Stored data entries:
§ §

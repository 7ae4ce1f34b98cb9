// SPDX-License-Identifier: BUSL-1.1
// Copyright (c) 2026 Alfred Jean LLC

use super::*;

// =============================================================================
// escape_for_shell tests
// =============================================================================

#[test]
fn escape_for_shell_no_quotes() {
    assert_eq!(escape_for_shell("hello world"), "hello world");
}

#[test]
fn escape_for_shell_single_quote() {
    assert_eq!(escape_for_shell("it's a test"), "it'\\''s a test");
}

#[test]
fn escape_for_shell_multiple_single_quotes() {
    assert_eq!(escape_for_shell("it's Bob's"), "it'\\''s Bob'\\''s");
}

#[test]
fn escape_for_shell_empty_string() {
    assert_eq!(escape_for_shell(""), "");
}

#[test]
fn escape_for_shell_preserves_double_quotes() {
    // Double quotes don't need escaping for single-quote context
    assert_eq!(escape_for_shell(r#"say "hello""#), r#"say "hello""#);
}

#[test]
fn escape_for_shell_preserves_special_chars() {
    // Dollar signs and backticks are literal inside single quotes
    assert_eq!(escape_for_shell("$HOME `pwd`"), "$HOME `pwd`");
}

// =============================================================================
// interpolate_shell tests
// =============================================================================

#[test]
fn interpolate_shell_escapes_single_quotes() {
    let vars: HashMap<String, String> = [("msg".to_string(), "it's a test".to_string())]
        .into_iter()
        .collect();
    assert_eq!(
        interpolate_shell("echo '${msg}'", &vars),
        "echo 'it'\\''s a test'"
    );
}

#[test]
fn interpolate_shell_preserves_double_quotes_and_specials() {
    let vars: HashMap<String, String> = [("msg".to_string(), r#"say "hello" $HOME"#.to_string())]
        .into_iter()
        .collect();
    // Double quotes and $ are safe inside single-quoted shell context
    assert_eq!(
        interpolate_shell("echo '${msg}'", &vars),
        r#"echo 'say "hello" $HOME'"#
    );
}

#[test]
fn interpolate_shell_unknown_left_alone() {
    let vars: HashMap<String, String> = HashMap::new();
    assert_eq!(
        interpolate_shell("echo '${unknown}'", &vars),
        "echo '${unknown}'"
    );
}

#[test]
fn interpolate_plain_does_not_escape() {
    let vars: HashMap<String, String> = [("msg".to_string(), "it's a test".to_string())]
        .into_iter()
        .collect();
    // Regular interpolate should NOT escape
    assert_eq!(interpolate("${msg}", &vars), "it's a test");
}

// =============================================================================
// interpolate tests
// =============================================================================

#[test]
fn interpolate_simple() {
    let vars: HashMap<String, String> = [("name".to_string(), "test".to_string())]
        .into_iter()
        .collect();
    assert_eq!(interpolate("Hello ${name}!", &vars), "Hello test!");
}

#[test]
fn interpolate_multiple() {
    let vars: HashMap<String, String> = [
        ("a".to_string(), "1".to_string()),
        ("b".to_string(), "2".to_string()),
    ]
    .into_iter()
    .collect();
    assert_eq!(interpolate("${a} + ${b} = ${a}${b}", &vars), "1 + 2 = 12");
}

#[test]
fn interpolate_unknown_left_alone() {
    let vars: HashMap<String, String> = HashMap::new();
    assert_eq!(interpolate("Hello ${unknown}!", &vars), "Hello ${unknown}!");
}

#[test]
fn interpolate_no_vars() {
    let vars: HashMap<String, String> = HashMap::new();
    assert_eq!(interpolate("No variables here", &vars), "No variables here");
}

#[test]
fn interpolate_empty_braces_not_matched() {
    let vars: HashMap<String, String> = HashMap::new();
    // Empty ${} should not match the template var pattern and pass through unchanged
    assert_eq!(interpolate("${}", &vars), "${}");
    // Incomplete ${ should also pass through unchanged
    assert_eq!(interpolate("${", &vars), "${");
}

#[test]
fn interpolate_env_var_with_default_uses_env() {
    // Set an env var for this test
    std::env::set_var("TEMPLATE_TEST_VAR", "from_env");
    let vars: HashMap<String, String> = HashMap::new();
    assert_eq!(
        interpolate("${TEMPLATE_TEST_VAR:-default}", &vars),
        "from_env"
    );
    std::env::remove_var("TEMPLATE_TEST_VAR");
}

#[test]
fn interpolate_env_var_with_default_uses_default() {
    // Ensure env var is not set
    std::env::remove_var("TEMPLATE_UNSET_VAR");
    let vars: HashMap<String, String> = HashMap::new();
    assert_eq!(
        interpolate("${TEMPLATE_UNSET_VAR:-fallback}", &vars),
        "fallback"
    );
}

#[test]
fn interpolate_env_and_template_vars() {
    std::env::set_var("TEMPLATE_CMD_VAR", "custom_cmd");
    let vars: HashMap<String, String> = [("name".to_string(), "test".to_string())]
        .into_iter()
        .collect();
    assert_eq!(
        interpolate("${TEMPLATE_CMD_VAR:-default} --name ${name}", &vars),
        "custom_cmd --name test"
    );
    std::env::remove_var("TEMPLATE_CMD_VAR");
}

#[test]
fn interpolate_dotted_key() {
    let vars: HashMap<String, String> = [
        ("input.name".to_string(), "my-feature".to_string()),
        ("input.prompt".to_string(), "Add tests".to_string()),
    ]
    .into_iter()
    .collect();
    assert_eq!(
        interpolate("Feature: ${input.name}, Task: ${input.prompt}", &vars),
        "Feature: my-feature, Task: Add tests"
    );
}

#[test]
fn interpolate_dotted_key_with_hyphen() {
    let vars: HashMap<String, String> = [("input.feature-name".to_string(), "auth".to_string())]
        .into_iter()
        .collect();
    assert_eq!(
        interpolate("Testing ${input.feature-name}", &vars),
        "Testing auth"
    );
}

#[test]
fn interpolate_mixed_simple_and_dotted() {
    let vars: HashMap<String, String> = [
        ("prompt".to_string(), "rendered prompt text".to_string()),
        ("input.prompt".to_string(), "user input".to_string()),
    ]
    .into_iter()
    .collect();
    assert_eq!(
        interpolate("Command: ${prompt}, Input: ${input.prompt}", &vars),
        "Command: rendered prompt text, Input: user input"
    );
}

§ §

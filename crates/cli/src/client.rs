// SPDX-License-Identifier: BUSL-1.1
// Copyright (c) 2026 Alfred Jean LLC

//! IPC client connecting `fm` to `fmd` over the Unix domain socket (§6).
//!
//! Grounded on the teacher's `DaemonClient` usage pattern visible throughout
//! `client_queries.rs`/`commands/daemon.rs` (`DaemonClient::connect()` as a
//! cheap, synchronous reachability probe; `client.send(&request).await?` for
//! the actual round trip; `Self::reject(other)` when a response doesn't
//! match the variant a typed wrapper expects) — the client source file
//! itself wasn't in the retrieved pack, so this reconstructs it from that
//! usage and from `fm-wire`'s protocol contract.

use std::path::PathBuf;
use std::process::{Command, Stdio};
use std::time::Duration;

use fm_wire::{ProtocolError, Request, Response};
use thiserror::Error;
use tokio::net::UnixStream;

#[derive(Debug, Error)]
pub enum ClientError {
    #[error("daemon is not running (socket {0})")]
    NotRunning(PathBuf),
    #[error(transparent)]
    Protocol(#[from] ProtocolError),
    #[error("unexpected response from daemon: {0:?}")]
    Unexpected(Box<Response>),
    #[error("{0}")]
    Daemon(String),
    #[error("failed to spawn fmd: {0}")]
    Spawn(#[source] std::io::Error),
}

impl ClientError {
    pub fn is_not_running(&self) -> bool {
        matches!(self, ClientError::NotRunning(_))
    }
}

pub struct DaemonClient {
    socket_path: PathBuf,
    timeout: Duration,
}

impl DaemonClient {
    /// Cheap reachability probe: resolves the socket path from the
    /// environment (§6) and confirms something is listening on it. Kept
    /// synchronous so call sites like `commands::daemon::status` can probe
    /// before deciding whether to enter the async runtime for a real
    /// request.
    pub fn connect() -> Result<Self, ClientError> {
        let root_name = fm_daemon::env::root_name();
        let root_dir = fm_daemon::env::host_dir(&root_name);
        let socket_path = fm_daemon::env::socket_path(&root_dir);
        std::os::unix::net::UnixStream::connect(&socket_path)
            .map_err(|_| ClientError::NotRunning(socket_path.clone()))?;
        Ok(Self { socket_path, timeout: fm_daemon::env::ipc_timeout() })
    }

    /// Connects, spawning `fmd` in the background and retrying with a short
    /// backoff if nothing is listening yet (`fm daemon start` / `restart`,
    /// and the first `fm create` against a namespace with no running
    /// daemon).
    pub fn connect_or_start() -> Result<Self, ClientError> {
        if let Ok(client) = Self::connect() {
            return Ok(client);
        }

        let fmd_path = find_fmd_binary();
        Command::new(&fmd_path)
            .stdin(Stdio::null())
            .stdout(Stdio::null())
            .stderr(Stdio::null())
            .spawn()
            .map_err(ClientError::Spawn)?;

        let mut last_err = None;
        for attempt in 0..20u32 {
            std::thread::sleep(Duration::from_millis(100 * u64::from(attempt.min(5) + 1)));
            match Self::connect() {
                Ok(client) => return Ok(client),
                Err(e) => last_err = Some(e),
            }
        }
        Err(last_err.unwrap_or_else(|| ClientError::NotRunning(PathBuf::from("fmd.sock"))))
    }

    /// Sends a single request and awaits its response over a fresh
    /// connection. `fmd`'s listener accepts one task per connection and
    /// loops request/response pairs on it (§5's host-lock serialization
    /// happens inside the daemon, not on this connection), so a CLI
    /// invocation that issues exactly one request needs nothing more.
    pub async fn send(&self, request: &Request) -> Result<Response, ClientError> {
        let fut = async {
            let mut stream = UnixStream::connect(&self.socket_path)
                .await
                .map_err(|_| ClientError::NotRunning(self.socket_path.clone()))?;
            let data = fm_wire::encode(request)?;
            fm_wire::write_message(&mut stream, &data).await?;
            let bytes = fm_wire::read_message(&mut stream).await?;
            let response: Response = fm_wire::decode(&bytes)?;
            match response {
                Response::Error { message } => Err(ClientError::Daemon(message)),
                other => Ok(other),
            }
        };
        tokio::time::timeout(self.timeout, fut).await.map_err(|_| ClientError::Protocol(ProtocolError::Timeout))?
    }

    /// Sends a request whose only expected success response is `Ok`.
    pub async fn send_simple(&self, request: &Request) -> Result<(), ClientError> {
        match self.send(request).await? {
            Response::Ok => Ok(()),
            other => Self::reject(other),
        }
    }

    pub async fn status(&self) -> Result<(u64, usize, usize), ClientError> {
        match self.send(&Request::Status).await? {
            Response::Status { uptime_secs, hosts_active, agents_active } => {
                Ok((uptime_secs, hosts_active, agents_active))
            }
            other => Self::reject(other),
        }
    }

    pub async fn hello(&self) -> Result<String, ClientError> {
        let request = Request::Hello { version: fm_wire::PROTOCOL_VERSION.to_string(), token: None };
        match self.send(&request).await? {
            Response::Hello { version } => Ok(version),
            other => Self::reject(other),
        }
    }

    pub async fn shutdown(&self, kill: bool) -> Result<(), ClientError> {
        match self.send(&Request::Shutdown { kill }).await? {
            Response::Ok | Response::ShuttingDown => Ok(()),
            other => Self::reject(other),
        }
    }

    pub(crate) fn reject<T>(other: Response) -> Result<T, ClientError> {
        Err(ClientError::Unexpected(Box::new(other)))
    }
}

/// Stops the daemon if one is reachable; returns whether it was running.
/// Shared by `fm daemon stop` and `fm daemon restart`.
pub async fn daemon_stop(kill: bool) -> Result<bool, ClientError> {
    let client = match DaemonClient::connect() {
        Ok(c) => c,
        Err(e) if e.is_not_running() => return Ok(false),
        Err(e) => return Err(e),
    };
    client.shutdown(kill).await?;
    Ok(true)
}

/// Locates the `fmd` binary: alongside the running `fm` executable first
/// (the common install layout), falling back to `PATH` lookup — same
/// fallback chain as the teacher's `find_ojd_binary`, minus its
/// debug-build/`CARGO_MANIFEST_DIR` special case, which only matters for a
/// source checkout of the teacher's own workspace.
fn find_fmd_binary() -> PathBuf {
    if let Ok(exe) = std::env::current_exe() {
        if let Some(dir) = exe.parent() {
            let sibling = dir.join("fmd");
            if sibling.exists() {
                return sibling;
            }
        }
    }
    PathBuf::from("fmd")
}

§ §

* **What you have to do**: Please give again the lines above between the line holding "client source file" and the line holding "use tokio::net::UnixStream;", inclusive, exactly as they are and with nothing added.

* **Output below**:
//! match the variant a typed wrapper expects) — the client source file
//! itself wasn't in the retrieved pack, so this reconstructs it from that
//! usage and from `fm-wire`'s protocol contract.

use std::path::PathBuf;
use std::process::{Command, Stdio};
use std::time::Duration;

use fm_wire::{ProtocolError, Request, Response};
use thiserror::Error;
use tokio::net::UnixStream;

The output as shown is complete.